The final supporting bout features two cooler heads, talented former two-division titleholder Jorge Linares and top-10 contender Antonio DeMarco, but the lightweights are expected to put on a quality fight during their scheduled 12 rounder for the vacant WBC lightweight title.
DeMarco (25-2-1, 18 KOs), a rangy southpaw from Los Mochis, Mexico, who is so soft spoken that it’s hard to believe he fights for a living, was his usual gracious self during his time behind the podium at the press conference.
The 25-year-old contender thanked Linares, who he recognized as “a great boxer,” and Linares’ new trainer Freddie Roach, who he called “the best coach in the U.S.,” but he added “We’re not going to make the same mistake we made against Linares’ countryman Edwin Valero, we’re going to be ready.”
DeMarco’s last loss was a ninth-round stoppage to the late Valero, who like Linares was a native of Venezuela, in a failed bid for the WBC lightweight title held by the brutal KO artist.
When asked what the mistake was in his first title shot DeMarco told RingTV.com:
“No excuses, I lost to the better man that night, but I did not expect or prepare for what I got in the ring. I thought Valero was a brawler but he boxed more than he usually did against me. I wasn’t ready for that. I’ll be ready for whatever Linares brings on Saturday. We will adjust if need be. I can box or be the aggressor.”
Some insiders believe Linares (31-1, 20 KOs) possesses elite-level talent that DeMarco cannot prepare for. However, the 26-year-old Venezuelan isn’t taking DeMarco lightly. Linares, who has held titles at 126 and 130 pounds, says he’s just finished one of the best camps of his career.
“We’ve been around the world during this camp,” he said through co-trainer Alex Ariza. “Freddie took me to Colorado where he’s training the U.S. amateur team. I trained and sparred there for a few weeks before we flew to the Philippines where Manny Pacquiao and I helped each other prepare for our upcoming fights. And now we are back in L.A. where I know I’ll have a tough fight with DeMarco.”

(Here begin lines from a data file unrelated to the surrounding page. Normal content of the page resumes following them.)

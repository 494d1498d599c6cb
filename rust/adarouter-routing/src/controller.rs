//! # Adaptive Router — facade orchestration
//!
//! Wires the query class hasher, placement discovery, routing table,
//! table refresher, selection policy, and intake into the single
//! entry point the rest of the system calls.
//!
//! Grounded on `knhk-autonomic::controller::AutonomicController`: same
//! `new`/`start`/`stop` shape, the same `AtomicBool` running flag, the
//! same `#[instrument]` usage on the public async entry points.
//!
//! ## Example
//!
//! ```rust,no_run
//! use adarouter_routing::{AdaptiveRouter, catalog::InMemoryCatalog, monitoring::InMemoryMonitoringService};
//! use adarouter_config::RoutingConfig;
//! use std::sync::Arc;
//!
//! # async fn example() -> anyhow::Result<()> {
//! let catalog = Arc::new(InMemoryCatalog::new());
//! let monitoring = InMemoryMonitoringService::shared(25);
//! let router = AdaptiveRouter::new(RoutingConfig::default(), catalog, monitoring);
//!
//! router.start().await;
//! # Ok(())
//! # }
//! ```

use crate::catalog::Catalog;
use crate::error::{Result, RoutingError};
use crate::hasher::{classify, LogicalPlan, StatementKind};
use crate::intake::ExecutionTimeIntake;
use crate::introspection::IntrospectionView;
use crate::placement::discover_placements;
use crate::refresher::{RefresherConfig, TableRefresher};
use crate::selection::{select, RandomSource, ThreadRandomSource};
use crate::table::{RoutingTable, SharedRoutingTable};
use crate::types::{AdapterId, PlacementSet, QueryClass};
use adarouter_config::RoutingConfig;
use std::sync::atomic::{AtomicBool, Ordering};
use std::sync::Arc;
use std::time::Duration;
use tokio::sync::RwLock;
use tracing::{info, instrument};

/// Facade over the adaptive routing engine: the single entry point the
/// query planner calls to classify, route, and record feedback for a
/// query.
pub struct AdaptiveRouter {
    config: Arc<RwLock<RoutingConfig>>,
    table: SharedRoutingTable,
    catalog: Arc<dyn Catalog + Send + Sync>,
    intake: ExecutionTimeIntake,
    refresher: Arc<TableRefresher>,
    running: Arc<AtomicBool>,
}

impl AdaptiveRouter {
    /// Construct a router. Does not start the background refresher;
    /// call [`AdaptiveRouter::start`] for that.
    #[instrument(skip(config, catalog, monitoring))]
    pub fn new(
        config: RoutingConfig,
        catalog: Arc<dyn Catalog + Send + Sync>,
        monitoring: Arc<dyn crate::monitoring::MonitoringService>,
    ) -> Self {
        info!("initializing adaptive router");

        let table = Arc::new(RoutingTable::new());
        let refresher_config = RefresherConfig {
            similar_short: config.short_running_similar_threshold,
            similar_long: config.long_running_similar_threshold,
            short_long_threshold_nanos: config.short_running_long_running_threshold_ms
                * 1_000_000,
        };
        let refresher = Arc::new(TableRefresher::new(
            table.clone(),
            monitoring.clone(),
            refresher_config,
            Duration::from_millis(config.refresh_interval_ms),
        ));

        Self {
            config: Arc::new(RwLock::new(config)),
            table,
            catalog,
            intake: ExecutionTimeIntake::new(monitoring),
            refresher,
            running: Arc::new(AtomicBool::new(false)),
        }
    }

    /// Start the background table refresher. Idempotent: calling twice
    /// has no additional effect.
    pub async fn start(&self) {
        if self.running.swap(true, Ordering::SeqCst) {
            return;
        }
        self.refresher.clone().spawn();
    }

    /// Stop the background refresher. The router remains usable for
    /// request-path calls; only the periodic rewrite halts.
    pub fn stop(&self) {
        self.refresher.stop();
        self.running.store(false, Ordering::SeqCst);
    }

    /// Classify, discover placements, and select an adapter set for a
    /// logical plan against `table`. This is the fast path: no
    /// suspension points beyond the table's read lock.
    ///
    /// Modification plans (`INSERT`/`UPDATE`/`DELETE`/`MERGE`) never
    /// reach the classifier or the routing table (spec.md §4.1, §4.5
    /// rule 4): they dispatch to every adapter hosting `table`. `MERGE`
    /// is rejected outright.
    #[instrument(skip(self, plan))]
    pub async fn route(&self, table: &str, plan: &LogicalPlan) -> Result<PlacementSet> {
        if let Some(stores) = self.modification_dispatch(table, plan)? {
            return Ok(stores);
        }

        let provider = self.config.read().await.query_class_provider;
        let query_class = classify(plan, provider);

        if !self.table.contains(&query_class).await {
            let candidates = discover_placements(self.catalog.as_ref(), table);
            if candidates.is_empty() {
                return Err(RoutingError::NoCandidatePlacements {
                    table: table.to_string(),
                });
            }
            self.register_labels(&candidates).await;
            self.table
                .initialize_row(query_class.clone(), &candidates)
                .await;
            return Ok(candidates[0].clone());
        }

        let row = self
            .table
            .get(&query_class)
            .await
            .expect("row exists: contains() returned true above");

        let similar_short = self.config.read().await.short_running_similar_threshold;
        let mut rng = ThreadRandomSource;
        select(&query_class, &row, similar_short, &mut rng)
    }

    /// Same as [`AdaptiveRouter::route`], but with a caller-supplied
    /// random source — for deterministic selection in tests.
    pub async fn route_with_random(
        &self,
        table: &str,
        plan: &LogicalPlan,
        random: &mut impl RandomSource,
    ) -> Result<PlacementSet> {
        if let Some(stores) = self.modification_dispatch(table, plan)? {
            return Ok(stores);
        }

        let provider = self.config.read().await.query_class_provider;
        let query_class = classify(plan, provider);

        if !self.table.contains(&query_class).await {
            let candidates = discover_placements(self.catalog.as_ref(), table);
            if candidates.is_empty() {
                return Err(RoutingError::NoCandidatePlacements {
                    table: table.to_string(),
                });
            }
            self.register_labels(&candidates).await;
            self.table
                .initialize_row(query_class.clone(), &candidates)
                .await;
            return Ok(candidates[0].clone());
        }

        let row = self
            .table
            .get(&query_class)
            .await
            .expect("row exists: contains() returned true above");

        let similar_short = self.config.read().await.short_running_similar_threshold;
        select(&query_class, &row, similar_short, random)
    }

    /// `None` for ordinary query plans (the caller should proceed to
    /// classify/select). `Some(stores)` for modification plans, which
    /// bypass classification and the routing table entirely and
    /// dispatch to every adapter hosting `table`. Errors if the plan is
    /// a `MERGE`, which this router does not support.
    fn modification_dispatch(&self, table: &str, plan: &LogicalPlan) -> Result<Option<PlacementSet>> {
        match plan.kind {
            StatementKind::Query => Ok(None),
            StatementKind::Merge => Err(RoutingError::UnsupportedOperation),
            StatementKind::Insert | StatementKind::Update | StatementKind::Delete => {
                let stores = self.catalog.placements_by_adapter(table).into_keys();
                Ok(Some(PlacementSet::from_adapters(stores)))
            }
        }
    }

    /// Populate the known-adapters registry's human labels for every
    /// adapter referenced by `candidates`, from the catalog's own
    /// `adapter_unique_name` (spec.md §3, surfaced by the introspection
    /// view).
    async fn register_labels(&self, candidates: &[PlacementSet]) {
        for candidate in candidates {
            for adapter in candidate.adapters() {
                if let Some(name) = self.catalog.adapter_unique_name(adapter) {
                    self.table.register_adapter_label(adapter, name).await;
                }
            }
        }
    }

    /// Record an execution-time observation via the structured
    /// intake path. No-op when `training` is disabled, per spec.md §6.
    pub async fn record_execution_time(
        &self,
        placement_set: PlacementSet,
        query_class: QueryClass,
        nanos: u64,
    ) {
        if !self.config.read().await.training {
            return;
        }
        self.intake.record(placement_set, query_class, nanos).await;
    }

    /// Record an execution-time observation via the legacy reference-
    /// tag contract (`"<PS-string>-<QC>"`).
    pub async fn record_execution_time_tagged(&self, tag: &str, nanos: u64) {
        if !self.config.read().await.training {
            return;
        }
        self.intake.record_tagged(tag, nanos).await;
    }

    /// Remove adapters from the known-adapters registry and every row.
    pub async fn drop_placements(&self, adapters: &[AdapterId]) {
        self.table.drop_placements(adapters).await;
    }

    /// Run one refresh pass immediately, without waiting for the
    /// background interval. Useful for tests and the demo binary.
    pub async fn refresh_now(&self) {
        self.refresher.refresh_once().await;
    }

    /// Capture the current routing table as a diagnostic view.
    pub async fn introspect(&self) -> IntrospectionView {
        IntrospectionView::capture(&self.table).await
    }

    /// Replace the running configuration wholesale. Readers on the
    /// request path tolerate the change mid-flight (spec.md §5).
    pub async fn update_config(&self, config: RoutingConfig) {
        *self.config.write().await = config;
    }
}

#[cfg(test)]
mod tests {
    use super::*;
    use crate::catalog::InMemoryCatalog;
    use crate::hasher::{LogicalOperator, LogicalPlan};
    use crate::monitoring::InMemoryMonitoringService;
    use crate::selection::FixedRandomSource;

    fn plan_for(table: &str) -> LogicalPlan {
        LogicalPlan::new().with_operator(LogicalOperator::TableScan {
            qualified_name: table.to_string(),
        })
    }

    /// S1 — cold start: first query of a class returns the
    /// iteration-first candidate and initializes the row with
    /// `Missing` for every candidate.
    #[tokio::test]
    async fn cold_start_returns_first_candidate_and_initializes_row() {
        let mut catalog = InMemoryCatalog::new();
        catalog.add_table("t", vec![1]);
        catalog.add_placement("t", 1, vec![1]);
        catalog.add_placement("t", 2, vec![1]);
        let catalog = Arc::new(catalog);
        let monitoring = InMemoryMonitoringService::shared(25);

        let router = AdaptiveRouter::new(RoutingConfig::default(), catalog, monitoring);
        let chosen = router.route("t", &plan_for("t")).await.unwrap();
        assert_eq!(chosen, PlacementSet::singleton(1));

        let view = router.introspect().await;
        assert_eq!(view.rows.len(), 1);
    }

    /// S2 — after one sample each with no similarity band, refresh
    /// makes the fastest placement deterministic.
    #[tokio::test]
    async fn refresh_converges_to_fastest_without_similarity_band() {
        let mut catalog = InMemoryCatalog::new();
        catalog.add_table("t", vec![1]);
        catalog.add_placement("t", 1, vec![1]);
        catalog.add_placement("t", 2, vec![1]);
        let catalog = Arc::new(catalog);
        let monitoring = InMemoryMonitoringService::shared(25);

        let router = AdaptiveRouter::new(RoutingConfig::default(), catalog, monitoring);
        router.route("t", &plan_for("t")).await.unwrap();

        let qc = classify(&plan_for("t"), RoutingConfig::default().query_class_provider);
        router
            .record_execution_time(PlacementSet::singleton(1), qc.clone(), 30_000_000)
            .await;
        router
            .record_execution_time(PlacementSet::singleton(2), qc.clone(), 60_000_000)
            .await;
        router.refresh_now().await;

        let mut rng = FixedRandomSource(50);
        let chosen = router
            .route_with_random("t", &plan_for("t"), &mut rng)
            .await
            .unwrap();
        assert_eq!(chosen, PlacementSet::singleton(1));
    }

    #[tokio::test]
    async fn no_candidates_is_a_routing_error() {
        let catalog = Arc::new(InMemoryCatalog::new());
        let monitoring = InMemoryMonitoringService::shared(25);
        let router = AdaptiveRouter::new(RoutingConfig::default(), catalog, monitoring);

        let err = router.route("missing", &plan_for("missing")).await.unwrap_err();
        assert!(matches!(err, RoutingError::NoCandidatePlacements { .. }));
    }

    /// S6 — an INSERT plan bypasses classification and the table,
    /// dispatching to every adapter hosting the table.
    #[tokio::test]
    async fn modification_plan_bypasses_table_and_dispatches_to_all_stores() {
        let mut catalog = InMemoryCatalog::new();
        catalog.add_table("t", vec![1]);
        catalog.add_placement("t", 1, vec![1]);
        catalog.add_placement("t", 2, vec![1]);
        let catalog = Arc::new(catalog);
        let monitoring = InMemoryMonitoringService::shared(25);

        let router = AdaptiveRouter::new(RoutingConfig::default(), catalog, monitoring);
        let plan = plan_for("t").with_kind(crate::hasher::StatementKind::Insert);
        let stores = router.route("t", &plan).await.unwrap();
        assert_eq!(stores, PlacementSet::from_adapters([1, 2]));

        let view = router.introspect().await;
        assert!(view.rows.is_empty());
    }

    #[tokio::test]
    async fn merge_plan_is_rejected_before_touching_the_table() {
        let catalog = Arc::new(InMemoryCatalog::new());
        let monitoring = InMemoryMonitoringService::shared(25);
        let router = AdaptiveRouter::new(RoutingConfig::default(), catalog, monitoring);

        let plan = plan_for("t").with_kind(crate::hasher::StatementKind::Merge);
        let err = router.route("t", &plan).await.unwrap_err();
        assert!(matches!(err, RoutingError::UnsupportedOperation));
    }

    /// S5 — dropping an adapter removes it from subsequent rows.
    #[tokio::test]
    async fn drop_placements_removes_adapter_from_future_rows() {
        let mut catalog = InMemoryCatalog::new();
        catalog.add_table("t", vec![1]);
        catalog.add_placement("t", 1, vec![1]);
        catalog.add_placement("t", 2, vec![1]);
        let catalog = Arc::new(catalog);
        let monitoring = InMemoryMonitoringService::shared(25);

        let router = AdaptiveRouter::new(RoutingConfig::default(), catalog, monitoring);
        router.route("t", &plan_for("t")).await.unwrap();
        router.drop_placements(&[2]).await;

        let view = router.introspect().await;
        assert_eq!(view.columns, vec![PlacementSet::singleton(1)]);
    }
}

Holt (27-4, 15 KOs), a quick counter puncher with sneaky power from Patterson, N.J., wasn’t as gracious to Garcia as Linares and DeMarco were to each other. The 30-year-old veteran felt disrespected by his opponent’s trainer and father Angel Garcia, who ranted and raved about Holt spewing “monkey s__t” on Twitter and at the early press tour conference in New York City.
“He can talk about ‘monkey s__t’ all he wants but he’s not the one who’s going to get hit by this right hand,” Holt said. “He’s not the one who’s going to get hit by this left hook and this uppercut.
“Danny Garcia brags that he’s almost got as many knockouts on his record as I do, but who has he fought? I’ve knocked out some of the best.”
Holt, who has scored stoppages against former beltholders David Diaz, Ricardo Torres and Julio Diaz, believes he brings too much to the table for Garcia to handle.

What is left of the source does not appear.